Struggling with a Point type for several dimensions

first-steps

#1

Hi,

Very new to Julia (and Discourse), download 1.0.2 yesterday. I have a large code base in python that I want to port. Python code is slow, hence the move. I have another large code base in c++ (c++14) that is also very mature. I don’t want to back port the python to the c++ code, I’d rather move wholesale to Julia for the python part initially. I mention c++ as I make extensive use of templating and meta programming to speed my c++ code up, something I lost on the python parts of the code, and I’d like to get back via Julia syntax.
An important design principle that I want to replicated is the code (computational physics) being independent of dimensions: I already have this capability in python and c++ (at compile time). So define a 2D Point and a 3D Point with dot product etc defined, and then only when I read the mesh in (or write out the solution) do I actually define the dimension (cos I know it). The rest of the code is dimension independent and works on vector/tensor maths. So far so good, but how (with only several hour behind me) do i define a Point type that is “templated” on the dimensions. I want it to be a compile time aspect, so I benefit from the speed. Attempts so far (that don’t work are):

mutable struct Point{S}
data::Array{Float64}(undef, S)
end

I don’t want to do:

mutable struct TwoDPoint
x::Float64
y::Float64
end

because I’m hoping that the Array type used will then give me existing dot, inner, outer product, addition subtraction etc etc.

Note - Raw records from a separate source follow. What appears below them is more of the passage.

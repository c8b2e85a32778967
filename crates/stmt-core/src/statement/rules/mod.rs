//! Rule-based building blocks: amount normalization, field cascades,
//! and transaction grammars.

pub mod amounts;
pub mod locator;
pub mod transactions;

pub use amounts::{format_amount, normalize_amount};
pub use locator::{locate_field, locate_field_with, FieldRule, RuleSpec};
pub use transactions::{parse_transactions, GrammarSpec, TransactionGrammar, REQUIRED_GROUPS};
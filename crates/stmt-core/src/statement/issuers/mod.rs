//! Built-in issuer layouts.
//!
//! Each module holds one issuer's descriptor as plain data. Rules for a field
//! are listed most specific first; later rules are fallbacks for terse or
//! alternate renderings and must stay behind the specific ones.

mod axis;
mod bob;
mod kotak;
mod sbi;
mod yes;

use super::descriptor::DescriptorSpec;

/// Specs for every built-in issuer.
pub fn builtin_specs() -> Vec<DescriptorSpec> {
    vec![axis::spec(), bob::spec(), kotak::spec(), sbi::spec(), yes::spec()]
}
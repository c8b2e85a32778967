//! Error types for the stmt-core library.

use thiserror::Error;

/// Main error type for the stmt library.
#[derive(Error, Debug)]
pub enum StmtError {
    /// The issuer key is not present in the registry.
    #[error("unsupported issuer: {0}")]
    UnsupportedIssuer(String),

    /// The upstream text extraction failed.
    #[error("document unreadable: {0}")]
    DocumentUnreadable(#[from] PdfError),

    /// A format descriptor could not be compiled.
    #[error("descriptor error: {0}")]
    Descriptor(#[from] DescriptorError),

    /// I/O error.
    #[error("I/O error: {0}")]
    Io(#[from] std::io::Error),

    /// Configuration error.
    #[error("configuration error: {0}")]
    Config(String),
}

/// Errors related to PDF processing.
#[derive(Error, Debug)]
pub enum PdfError {
    /// Failed to open/parse the PDF file.
    #[error("failed to parse PDF: {0}")]
    Parse(String),

    /// Failed to extract text from PDF.
    #[error("failed to extract text: {0}")]
    TextExtraction(String),

    /// The PDF is encrypted and cannot be processed.
    #[error("PDF is encrypted")]
    Encrypted,

    /// The PDF is empty or has no pages.
    #[error("PDF has no pages")]
    NoPages,
}

/// Errors raised while compiling a format descriptor from its spec.
#[derive(Error, Debug)]
pub enum DescriptorError {
    /// The descriptor has an empty issuer key.
    #[error("descriptor key must not be empty")]
    EmptyKey,

    /// Two descriptors share the same issuer key.
    #[error("duplicate issuer key: {0}")]
    DuplicateKey(String),

    /// A field rule or transaction grammar failed to compile.
    #[error("invalid pattern for {issuer}/{target}: {source}")]
    Pattern {
        issuer: String,
        target: String,
        #[source]
        source: regex::Error,
    },

    /// The transaction grammar lacks a required named group.
    #[error("transaction grammar for {issuer} lacks named group '{group}'")]
    MissingGroup { issuer: String, group: &'static str },

    /// The transaction grammar declares no direction markers.
    #[error("transaction grammar for {issuer} declares no direction markers")]
    NoMarkers { issuer: String },
}

/// Result type for the stmt library.
pub type Result<T> = std::result::Result<T, StmtError>;
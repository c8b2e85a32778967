//! PDF text extraction using lopdf and pdf-extract.

use lopdf::Document;
use tracing::debug;

use super::{PdfProcessor, Result};
use crate::error::PdfError;
use crate::models::config::PdfConfig;

/// PDF content extractor using lopdf.
pub struct PdfExtractor {
    document: Option<Document>,
    raw_data: Vec<u8>,
    decrypt_with_empty_password: bool,
}

impl PdfExtractor {
    /// Create a new PDF extractor.
    pub fn new() -> Self {
        Self {
            document: None,
            raw_data: Vec::new(),
            decrypt_with_empty_password: true,
        }
    }

    /// Create an extractor following the PDF section of the config.
    pub fn with_config(config: &PdfConfig) -> Self {
        Self::new().with_empty_password(config.decrypt_with_empty_password)
    }

    /// Whether to try the empty password on encrypted documents.
    pub fn with_empty_password(mut self, enabled: bool) -> Self {
        self.decrypt_with_empty_password = enabled;
        self
    }

    fn ensure_loaded(&self) -> Result<()> {
        if self.document.is_none() {
            return Err(PdfError::Parse("No document loaded".to_string()));
        }
        Ok(())
    }
}

impl Default for PdfExtractor {
    fn default() -> Self {
        Self::new()
    }
}

impl PdfProcessor for PdfExtractor {
    fn load(&mut self, data: &[u8]) -> Result<()> {
        let mut doc = Document::load_mem(data).map_err(|e| PdfError::Parse(e.to_string()))?;

        // Statements are commonly owner-locked with an empty user password
        if doc.is_encrypted() {
            if !self.decrypt_with_empty_password || doc.decrypt("").is_err() {
                return Err(PdfError::Encrypted);
            }
            debug!("Decrypted PDF with empty password");

            // Save decrypted document to raw_data for pdf_extract
            let mut decrypted_data = Vec::new();
            doc.save_to(&mut decrypted_data)
                .map_err(|e| PdfError::Parse(format!("Failed to save decrypted PDF: {}", e)))?;
            self.raw_data = decrypted_data;
        } else {
            self.raw_data = data.to_vec();
        }

        let page_count = doc.get_pages().len();
        if page_count == 0 {
            return Err(PdfError::NoPages);
        }

        debug!("Loaded PDF with {} pages", page_count);
        self.document = Some(doc);
        Ok(())
    }

    fn page_count(&self) -> u32 {
        self.document
            .as_ref()
            .map(|doc| doc.get_pages().len() as u32)
            .unwrap_or(0)
    }

    fn extract_text(&self) -> Result<String> {
        self.ensure_loaded()?;
        let text = pdf_extract::extract_text_from_mem(&self.raw_data)
            .map_err(|e| PdfError::TextExtraction(e.to_string()))?;
        Ok(text)
    }

    fn extract_blocks(&self) -> Result<Vec<String>> {
        self.ensure_loaded()?;
        let pages = pdf_extract::extract_text_from_mem_by_pages(&self.raw_data)
            .map_err(|e| PdfError::TextExtraction(e.to_string()))?;
        debug!(
            "Extracted {} text blocks, {} chars",
            pages.len(),
            pages.iter().map(String::len).sum::<usize>()
        );
        Ok(pages)
    }
}

#[cfg(test)]
mod tests {
    use super::*;

    #[test]
    fn test_pdf_extractor_new() {
        let extractor = PdfExtractor::new();
        assert!(extractor.document.is_none());
        assert_eq!(extractor.page_count(), 0);
    }

    #[test]
    fn test_extract_before_load_fails() {
        let extractor = PdfExtractor::new();
        assert!(matches!(extractor.extract_text(), Err(PdfError::Parse(_))));
        assert!(matches!(extractor.extract_blocks(), Err(PdfError::Parse(_))));
    }

    #[test]
    fn test_load_rejects_non_pdf() {
        let mut extractor = PdfExtractor::new();
        let result = extractor.load(b"Credit Limit Rs. 50,000.00");
        assert!(matches!(result, Err(PdfError::Parse(_))));
        assert_eq!(extractor.page_count(), 0);
    }

    #[test]
    fn test_with_config() {
        let config = PdfConfig {
            decrypt_with_empty_password: false,
            ..PdfConfig::default()
        };
        let extractor = PdfExtractor::with_config(&config);
        assert!(!extractor.decrypt_with_empty_password);
    }
}
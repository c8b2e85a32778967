//! Core library for credit-card statement extraction.
//!
//! This crate provides:
//! - PDF processing (page text extraction, empty-password decryption)
//! - Per-issuer format descriptors compiled from declarative specs
//! - Header field extraction (card number, dates, limits, dues, balances)
//! - Transaction line parsing and per-field extraction quality
//!
//! ```
//! use stmt_core::StatementParser;
//!
//! let text = "Credit Limit ₹ 50,000.00\nTotal Payment Due ₹ 12,345.67\n";
//! let statement = StatementParser::new().parse_text(text, "axis").unwrap();
//! assert_eq!(statement.available_credit.unwrap().to_string(), "37654.33");
//! ```

pub mod error;
pub mod models;
pub mod pdf;
pub mod statement;

pub use error::{DescriptorError, PdfError, Result, StmtError};
pub use models::config::{ExtractionConfig, PdfConfig, StmtConfig};
pub use models::statement::{Direction, Field, Money, StatementRecord, TransactionRecord};
pub use models::summary::StatementSummary;
pub use pdf::{PdfExtractor, PdfProcessor};
pub use statement::rules::{format_amount, normalize_amount};
pub use statement::{
    DescriptorSpec, ExtractionQuality, ExtractionResult, FormatDescriptor, Registry,
    StatementExtractor, StatementParser,
};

Can anyone help, this is probably the first class/type I need to get going. I can probably learn a lot from just replicating my existing point class in the new language. Design goals again are, as much information as possible at compile for speed, use existing linAlg methods if already implemented for a base type, fixed length array since two doubles or 3 doubles is as much as I’d store.

Thanks
Andy


#2

I would suggest that you wrap a tuple, which can be parametrized by the length, something like this should get you started:

julia> struct Point{S}
           x::NTuple{S,Float64}
       end

julia> p = Point{2}((1.0, 2.0))
Point{2}((1.0, 2.0))

julia> p = Point{3}((1.0, 2.0, 3.0))
Point{3}((1.0, 2.0, 3.0))

Unless you write this code for learning purposes I suggest that you have a look at the following packages which already implements things like this:

  • Tensors.jl for tensor operations like dot, inner/outer products etc. (Disclaimer: I am one of the authors of this package.)
  • StaticArrays.jl for general fixed size arrays.

#3

Thank you very much for your help and speedy response. I am keen to learn, so since I only need a few operators dot inner etc, I’d like to hand roll it rather than use a library (at least in the short term but thanks for the recommendation).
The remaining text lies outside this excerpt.